Mi esposo apareció entre las luces rojas de emergencia, impecable incluso en medio del caos. Llevaba mi chaleco salvavidas en una mano y el suyo puesto. Durante un segundo fingió preocupación. Luego sonrió.
—Siempre fuiste demasiado lenta, Lucía.
Se inclinó, me arrancó el chaleco de los hombros y comprobó que la puerta estanca seguía funcionando. Afuera, el yate Valdoria gemía mientras se inclinaba frente a la costa de Mallorca.
—¿De verdad creíste que te dejaría vivir para divorciarte de mí, maldita inválida? —susurró—. Cuando encuentren los restos, todos pensarán que fue un accidente.

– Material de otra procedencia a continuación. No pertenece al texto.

use std::sync::Arc;

use axum::Router;
use serde_json::Value;
use tokio::net::TcpListener;
use tracing::info;

use crate::library::{Collection, Library};
use crate::settings::{CollectionSettings, ReaderSettings};
use crate::status::StatusStore;

pub mod error;
pub mod pages;
pub mod routes;

pub use error::{ApiError, ServeError};

/// Per-collection handles shared by that collection's handlers.
#[derive(Clone)]
pub struct CollectionState {
    pub library: Arc<Library>,
    pub settings: Arc<CollectionSettings>,
    pub status: Option<Arc<StatusStore>>,
}

#[derive(Clone)]
pub struct AppState {
    pub manga: CollectionState,
    pub gallery: CollectionState,
    pub frontend: Arc<Value>,
}

impl AppState {
    /// Builds both libraries and opens the status file, if one is configured.
    pub fn from_settings(settings: &ReaderSettings) -> Self {
        let status = settings
            .status_file
            .as_ref()
            .map(|path| Arc::new(StatusStore::open(path.clone())));

        let build = |collection: Collection, collection_settings: &CollectionSettings| {
            CollectionState {
                library: Arc::new(Library::new(
                    collection,
                    collection_settings.root.clone(),
                    &settings.image_extensions,
                    &settings.cache,
                )),
                settings: Arc::new(collection_settings.clone()),
                status: status.clone(),
            }
        };

        Self {
            manga: build(Collection::Manga, &settings.manga),
            gallery: build(Collection::Gallery, &settings.gallery),
            frontend: Arc::new(settings.frontend.clone()),
        }
    }

    pub fn collection(&self, collection: Collection) -> CollectionState {
        match collection {
            Collection::Manga => self.manga.clone(),
            Collection::Gallery => self.gallery.clone(),
        }
    }
}

pub fn router(state: AppState) -> Router {
    let shell = routes::shell_router(Arc::clone(&state.frontend));
    Collection::ALL.into_iter().fold(shell, |app, collection| {
        app.merge(routes::collection_router(state.collection(collection)))
    })
}

pub async fn serve(settings: ReaderSettings) -> Result<(), ServeError> {
    let state = AppState::from_settings(&settings);
    info!(
        manga_root = %settings.manga.root.display(),
        gallery_root = %settings.gallery.root.display(),
        status_file = ?settings.status_file,
        "libraries ready"
    );

    let addr = format!("{}:{}", settings.server.host, settings.server.port);
    let listener = TcpListener::bind(&addr)
        .await
        .map_err(|source| ServeError::Bind {
            addr: addr.clone(),
            source,
        })?;
    info!(address = %listener.local_addr()?, "reader listening");

    axum::serve(listener, router(state))
        .with_graceful_shutdown(shutdown_signal())
        .await?;
    info!("reader stopped");
    Ok(())
}

async fn shutdown_signal() {
    if let Err(err) = tokio::signal::ctrl_c().await {
        tracing::warn!(error = %err, "failed to listen for shutdown signal");
        std::future::pending::<()>().await;
    }
}
use std::path::{Path, PathBuf};

use tracing::{debug, warn};

use super::cache::BoundedCache;
use super::listing::{file_name_of, DirectoryLister};
use super::{Chapter, Collection, WorkPage, WorkQuery, WorkSummary};
use crate::paths;
use crate::status::StatusStore;

/// Cover lookup order by extension.
const COVER_PRIORITY: &[&str] = &["jpg", "jpeg", "png", "webp", "gif", "bmp", "tiff"];

pub struct WorkCatalog {
    collection: Collection,
    lister: DirectoryLister,
    works: BoundedCache<(PathBuf, bool), WorkSummary>,
}

impl WorkCatalog {
    pub fn new(collection: Collection, lister: DirectoryLister, cache_entries: usize) -> Self {
        Self {
            collection,
            lister,
            works: BoundedCache::new(cache_entries),
        }
    }

    pub fn collection(&self) -> Collection {
        self.collection
    }

    pub fn lister(&self) -> &DirectoryLister {
        &self.lister
    }

    pub fn root(&self) -> &Path {
        self.lister.root()
    }

    /// Filters, sorts and pages the work directories under the root.
    ///
    /// Status filtering needs `status`; without a store the filter is
    /// ignored. Status annotation is applied after the cache lookup so it
    /// always reflects the store.
    pub fn list_works(&self, query: &WorkQuery, status: Option<&StatusStore>) -> WorkPage {
        let page = query.page.max(1);
        let per_page = query.per_page.max(1);
        let root = self.root();

        if !root.is_dir() {
            debug!(root = %root.display(), "collection root missing");
            return WorkPage::empty(page, per_page);
        }

        let mut dirs = match self.lister.subdirectories(root) {
            Ok(dirs) => dirs,
            Err(err) => {
                warn!(root = %root.display(), error = %err, "failed to enumerate works");
                return WorkPage::empty(page, per_page);
            }
        };

        let category = self.collection.category();
        if let (Some(filter), Some(store)) = (query.status, status) {
            dirs = store.filter_by_status(category, dirs, filter);
        }
        for keyword in [query.search.as_deref(), query.filter_tag.as_deref()]
            .into_iter()
            .flatten()
        {
            retain_matching(&mut dirs, keyword);
        }

        let total = dirs.len();
        let start = (page - 1).saturating_mul(per_page);

        let works = dirs
            .into_iter()
            .skip(start)
            .take(per_page)
            .map(|dir| {
                let mut summary = self.works.get_or_insert_with(
                    (dir.clone(), query.skip_chapter_detail),
                    || self.summarize(&dir, query.skip_chapter_detail),
                );
                if let Some(store) = status {
                    summary.status = Some(store.get_status(category, &summary.name));
                }
                summary
            })
            .collect();

        WorkPage {
            works,
            total,
            page,
            per_page,
            total_pages: total.div_ceil(per_page),
        }
    }

    fn summarize(&self, dir: &Path, skip_chapter_detail: bool) -> WorkSummary {
        let (chapters, chapter_count) = if skip_chapter_detail {
            (Vec::new(), self.quick_chapter_count(dir))
        } else {
            let chapters = self.get_chapters(dir);
            let count = chapters.len();
            (chapters, count)
        };

        WorkSummary {
            name: file_name_of(dir),
            path: paths::relative_url(self.root(), dir).unwrap_or_default(),
            chapters,
            chapter_count,
            cover_image: self.get_cover_image(dir),
            status: None,
        }
    }

    /// Manga count subdirectories; galleries count their direct images.
    fn quick_chapter_count(&self, dir: &Path) -> usize {
        match self.collection {
            Collection::Manga => self
                .lister
                .subdirectories(dir)
                .map(|dirs| dirs.len())
                .unwrap_or(0),
            Collection::Gallery => self.lister.count_images(dir),
        }
    }

    /// Chapters of `work_dir` in natural order.
    ///
    /// Subdirectories with at least one image are chapters. A work without
    /// subdirectories is a single chapter named after itself when the
    /// collection accepts flat albums and it holds images directly.
    pub fn get_chapters(&self, work_dir: &Path) -> Vec<Chapter> {
        if !work_dir.is_dir() {
            return Vec::new();
        }

        let subdirs = match self.lister.subdirectories(work_dir) {
            Ok(subdirs) => subdirs,
            Err(err) => {
                warn!(dir = %work_dir.display(), error = %err, "failed to enumerate chapters");
                return Vec::new();
            }
        };

        if subdirs.is_empty() {
            if !self.collection.accepts_flat_albums() {
                return Vec::new();
            }
            return self.chapter_at(work_dir).into_iter().collect();
        }

        subdirs
            .iter()
            .filter_map(|dir| self.chapter_at(dir))
            .collect()
    }

    fn chapter_at(&self, dir: &Path) -> Option<Chapter> {
        let image_count = self.lister.list_images(dir).len();
        if image_count == 0 {
            return None;
        }
        Some(Chapter {
            name: file_name_of(dir),
            path: paths::relative_url(self.root(), dir)?,
            image_count,
            status: None,
        })
    }

    /// First image by extension priority; for each extension the work
    /// directory is searched before its naturally-first subdirectory.
    pub fn get_cover_image(&self, work_dir: &Path) -> Option<String> {
        let top_files = self.lister.file_names(work_dir).unwrap_or_default();
        let first_subdir = self
            .lister
            .subdirectories(work_dir)
            .ok()
            .and_then(|dirs| dirs.into_iter().next())
            .map(|dir| {
                let files = self.lister.file_names(&dir).unwrap_or_default();
                (dir, files)
            });

        for ext in COVER_PRIORITY {
            if let Some(name) = find_with_extension(&top_files, ext) {
                return paths::relative_url(self.root(), &work_dir.join(name));
            }
            if let Some((dir, files)) = &first_subdir {
                if let Some(name) = find_with_extension(files, ext) {
                    return paths::relative_url(self.root(), &dir.join(name));
                }
            }
        }

        None
    }
}

fn find_with_extension<'a>(names: &'a [String], ext: &str) -> Option<&'a str> {
    names
        .iter()
        .find(|name| {
            Path::new(name.as_str())
                .extension()
                .and_then(|value| value.to_str())
                .is_some_and(|value| value.eq_ignore_ascii_case(ext))
        })
        .map(String::as_str)
}

fn retain_matching(dirs: &mut Vec<PathBuf>, keyword: &str) {
    let keyword = keyword.trim().to_lowercase();
    if keyword.is_empty() {
        return;
    }
    dirs.retain(|dir| file_name_of(dir).to_lowercase().contains(&keyword));
}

Cerró la compuerta de acero y giró la rueda desde el otro lado.
No grité.
Tres meses antes, después del accidente de tráfico que me dejó temporalmente con una pierna inmovilizada, Álvaro había empezado a tratarme como una carga. Canceló mis terapias, vendió mis acciones sin autorización y convenció a nuestros amigos de que los analgésicos me volvían paranoica. Yo fingí creerle.
También fingí no notar las transferencias a cuentas de Gibraltar, las reuniones secretas con su amante, Verónica Salas, y la póliza de vida por ocho millones de euros contratada a mi nombre.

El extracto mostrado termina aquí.